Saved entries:
◇ ◇ ◇

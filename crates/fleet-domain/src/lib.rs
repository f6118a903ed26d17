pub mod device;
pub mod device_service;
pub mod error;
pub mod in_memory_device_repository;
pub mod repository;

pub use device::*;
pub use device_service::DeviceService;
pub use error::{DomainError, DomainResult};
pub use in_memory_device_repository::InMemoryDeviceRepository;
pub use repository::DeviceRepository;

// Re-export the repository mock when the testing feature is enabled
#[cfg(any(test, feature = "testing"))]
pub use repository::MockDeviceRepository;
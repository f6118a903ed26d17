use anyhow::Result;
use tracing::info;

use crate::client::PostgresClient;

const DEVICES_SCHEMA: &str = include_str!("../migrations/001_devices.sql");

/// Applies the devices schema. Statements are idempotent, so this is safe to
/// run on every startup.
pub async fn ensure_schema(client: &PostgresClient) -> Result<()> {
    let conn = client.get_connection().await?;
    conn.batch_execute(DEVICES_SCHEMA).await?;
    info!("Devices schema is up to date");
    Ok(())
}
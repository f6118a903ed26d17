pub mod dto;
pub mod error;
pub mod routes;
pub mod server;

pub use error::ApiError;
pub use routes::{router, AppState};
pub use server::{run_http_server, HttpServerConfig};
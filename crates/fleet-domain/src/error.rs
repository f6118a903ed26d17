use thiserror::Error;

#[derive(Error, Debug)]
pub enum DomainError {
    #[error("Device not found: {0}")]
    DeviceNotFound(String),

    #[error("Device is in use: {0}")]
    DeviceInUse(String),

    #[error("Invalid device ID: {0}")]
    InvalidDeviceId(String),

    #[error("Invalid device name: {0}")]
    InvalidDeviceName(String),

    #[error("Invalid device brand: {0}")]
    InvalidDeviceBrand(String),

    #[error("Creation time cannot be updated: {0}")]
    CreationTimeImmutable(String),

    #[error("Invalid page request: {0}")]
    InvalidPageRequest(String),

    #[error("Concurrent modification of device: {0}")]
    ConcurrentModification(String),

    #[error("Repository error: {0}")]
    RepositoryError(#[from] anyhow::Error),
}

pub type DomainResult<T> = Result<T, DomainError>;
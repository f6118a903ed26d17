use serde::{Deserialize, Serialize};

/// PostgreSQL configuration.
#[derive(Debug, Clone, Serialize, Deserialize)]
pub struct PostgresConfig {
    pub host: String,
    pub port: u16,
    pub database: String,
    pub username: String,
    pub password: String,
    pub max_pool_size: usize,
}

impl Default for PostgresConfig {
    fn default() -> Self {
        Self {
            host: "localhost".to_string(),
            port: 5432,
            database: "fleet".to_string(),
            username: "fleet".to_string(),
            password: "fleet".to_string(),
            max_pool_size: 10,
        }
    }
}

◇ ◇ ◇

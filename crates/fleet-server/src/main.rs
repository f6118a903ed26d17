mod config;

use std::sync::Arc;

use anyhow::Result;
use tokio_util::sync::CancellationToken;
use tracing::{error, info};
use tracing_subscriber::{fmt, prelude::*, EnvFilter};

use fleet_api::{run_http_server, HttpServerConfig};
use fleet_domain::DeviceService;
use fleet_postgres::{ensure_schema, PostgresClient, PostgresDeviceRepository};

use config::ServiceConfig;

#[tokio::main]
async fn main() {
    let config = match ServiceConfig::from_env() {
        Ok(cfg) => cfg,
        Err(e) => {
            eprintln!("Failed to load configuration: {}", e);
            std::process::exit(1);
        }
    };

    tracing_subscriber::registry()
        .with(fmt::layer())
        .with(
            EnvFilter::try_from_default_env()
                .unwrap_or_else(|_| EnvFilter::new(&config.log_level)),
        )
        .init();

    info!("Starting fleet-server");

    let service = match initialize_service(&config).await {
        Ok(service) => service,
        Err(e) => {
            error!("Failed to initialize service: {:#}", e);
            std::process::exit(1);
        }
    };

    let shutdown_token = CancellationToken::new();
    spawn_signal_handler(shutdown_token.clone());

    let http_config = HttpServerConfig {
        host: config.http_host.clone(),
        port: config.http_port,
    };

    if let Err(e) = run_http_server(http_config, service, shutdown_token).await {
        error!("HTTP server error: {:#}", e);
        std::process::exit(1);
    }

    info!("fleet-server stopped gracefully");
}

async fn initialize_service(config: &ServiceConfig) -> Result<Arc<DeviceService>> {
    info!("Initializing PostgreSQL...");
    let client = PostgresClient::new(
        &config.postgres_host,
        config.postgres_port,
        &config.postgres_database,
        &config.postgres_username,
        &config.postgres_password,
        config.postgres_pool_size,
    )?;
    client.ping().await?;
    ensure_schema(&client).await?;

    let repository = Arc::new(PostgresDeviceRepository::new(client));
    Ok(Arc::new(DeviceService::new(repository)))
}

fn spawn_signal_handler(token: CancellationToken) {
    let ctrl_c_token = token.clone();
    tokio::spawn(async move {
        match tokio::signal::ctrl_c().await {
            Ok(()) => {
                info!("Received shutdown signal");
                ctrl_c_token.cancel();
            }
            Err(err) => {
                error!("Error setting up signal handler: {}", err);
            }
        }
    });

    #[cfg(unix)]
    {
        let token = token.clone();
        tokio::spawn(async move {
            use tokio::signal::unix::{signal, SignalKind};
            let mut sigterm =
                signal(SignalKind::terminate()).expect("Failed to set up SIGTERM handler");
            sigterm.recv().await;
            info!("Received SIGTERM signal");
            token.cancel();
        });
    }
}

◇ ◇ ◇

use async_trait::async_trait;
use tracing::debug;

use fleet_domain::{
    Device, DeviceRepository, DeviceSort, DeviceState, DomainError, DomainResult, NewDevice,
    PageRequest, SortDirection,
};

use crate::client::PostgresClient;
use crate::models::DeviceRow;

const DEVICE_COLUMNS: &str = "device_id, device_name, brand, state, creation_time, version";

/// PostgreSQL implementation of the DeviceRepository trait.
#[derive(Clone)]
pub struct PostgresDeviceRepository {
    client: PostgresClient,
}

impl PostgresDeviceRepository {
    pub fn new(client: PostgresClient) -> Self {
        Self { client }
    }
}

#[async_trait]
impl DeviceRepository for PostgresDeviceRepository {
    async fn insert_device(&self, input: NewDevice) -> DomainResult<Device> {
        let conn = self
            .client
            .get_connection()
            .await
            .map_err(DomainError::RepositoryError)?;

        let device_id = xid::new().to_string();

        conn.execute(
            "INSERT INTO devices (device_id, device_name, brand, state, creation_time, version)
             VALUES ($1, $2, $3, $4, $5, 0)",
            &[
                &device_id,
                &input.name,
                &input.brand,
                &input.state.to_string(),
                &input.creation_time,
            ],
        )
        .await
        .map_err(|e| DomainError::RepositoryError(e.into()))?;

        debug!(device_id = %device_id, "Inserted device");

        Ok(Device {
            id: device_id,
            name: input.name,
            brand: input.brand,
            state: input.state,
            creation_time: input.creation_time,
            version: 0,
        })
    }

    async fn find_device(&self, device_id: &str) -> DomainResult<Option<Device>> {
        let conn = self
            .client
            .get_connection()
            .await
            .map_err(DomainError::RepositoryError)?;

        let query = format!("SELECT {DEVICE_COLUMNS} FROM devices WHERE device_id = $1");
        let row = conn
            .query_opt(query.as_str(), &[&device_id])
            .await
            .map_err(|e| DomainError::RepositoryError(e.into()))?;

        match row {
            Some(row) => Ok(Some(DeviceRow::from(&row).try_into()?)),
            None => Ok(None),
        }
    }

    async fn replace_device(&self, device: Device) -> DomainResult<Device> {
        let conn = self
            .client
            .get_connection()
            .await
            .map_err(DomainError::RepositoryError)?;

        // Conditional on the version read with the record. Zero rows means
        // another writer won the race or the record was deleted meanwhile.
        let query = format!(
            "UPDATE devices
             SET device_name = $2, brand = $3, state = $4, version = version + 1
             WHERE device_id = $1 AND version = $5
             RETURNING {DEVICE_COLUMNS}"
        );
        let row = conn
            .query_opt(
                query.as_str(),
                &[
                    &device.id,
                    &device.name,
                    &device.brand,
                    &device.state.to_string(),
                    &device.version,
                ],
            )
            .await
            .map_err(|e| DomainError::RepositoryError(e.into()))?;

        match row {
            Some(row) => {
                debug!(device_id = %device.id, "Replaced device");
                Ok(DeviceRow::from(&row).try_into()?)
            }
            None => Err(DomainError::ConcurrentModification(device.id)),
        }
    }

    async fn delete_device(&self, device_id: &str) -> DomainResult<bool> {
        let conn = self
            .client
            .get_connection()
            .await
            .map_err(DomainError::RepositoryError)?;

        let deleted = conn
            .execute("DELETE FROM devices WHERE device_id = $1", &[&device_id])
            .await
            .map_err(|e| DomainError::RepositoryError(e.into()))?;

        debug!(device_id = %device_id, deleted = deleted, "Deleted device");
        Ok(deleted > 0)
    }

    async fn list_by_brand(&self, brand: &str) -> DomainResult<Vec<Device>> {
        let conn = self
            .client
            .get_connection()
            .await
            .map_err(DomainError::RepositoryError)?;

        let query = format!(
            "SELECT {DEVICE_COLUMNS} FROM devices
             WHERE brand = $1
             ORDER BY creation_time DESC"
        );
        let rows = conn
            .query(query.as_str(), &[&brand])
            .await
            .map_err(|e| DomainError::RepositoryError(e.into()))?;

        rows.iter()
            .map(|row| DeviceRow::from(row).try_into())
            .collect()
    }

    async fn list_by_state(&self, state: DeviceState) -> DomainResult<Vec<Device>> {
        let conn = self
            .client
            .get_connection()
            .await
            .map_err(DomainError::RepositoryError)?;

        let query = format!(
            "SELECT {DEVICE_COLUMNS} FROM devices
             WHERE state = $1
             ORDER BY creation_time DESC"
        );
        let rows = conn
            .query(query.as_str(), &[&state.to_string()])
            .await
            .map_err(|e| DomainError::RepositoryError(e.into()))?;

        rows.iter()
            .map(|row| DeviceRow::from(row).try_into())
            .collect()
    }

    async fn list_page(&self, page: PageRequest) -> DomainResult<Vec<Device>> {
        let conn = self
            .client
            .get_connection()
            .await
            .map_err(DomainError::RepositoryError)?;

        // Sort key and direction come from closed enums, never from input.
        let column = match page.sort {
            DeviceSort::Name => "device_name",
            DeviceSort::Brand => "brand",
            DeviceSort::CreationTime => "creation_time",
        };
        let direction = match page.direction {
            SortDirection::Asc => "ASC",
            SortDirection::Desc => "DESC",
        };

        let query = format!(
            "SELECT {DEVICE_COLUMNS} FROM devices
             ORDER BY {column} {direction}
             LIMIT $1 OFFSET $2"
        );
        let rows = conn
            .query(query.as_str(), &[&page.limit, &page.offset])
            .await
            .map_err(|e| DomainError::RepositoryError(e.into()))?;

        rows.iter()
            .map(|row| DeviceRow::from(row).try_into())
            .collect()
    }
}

◇ ◇ ◇

:: Instructions for the task ::
Whenever the word "NewDevice" occurs in a line above, copy that line.

:: Solution for this problem ::
    Device, DeviceRepository, DeviceSort, DeviceState, DomainError, DomainResult, NewDevice,
    async fn insert_device(&self, input: NewDevice) -> DomainResult<Device> {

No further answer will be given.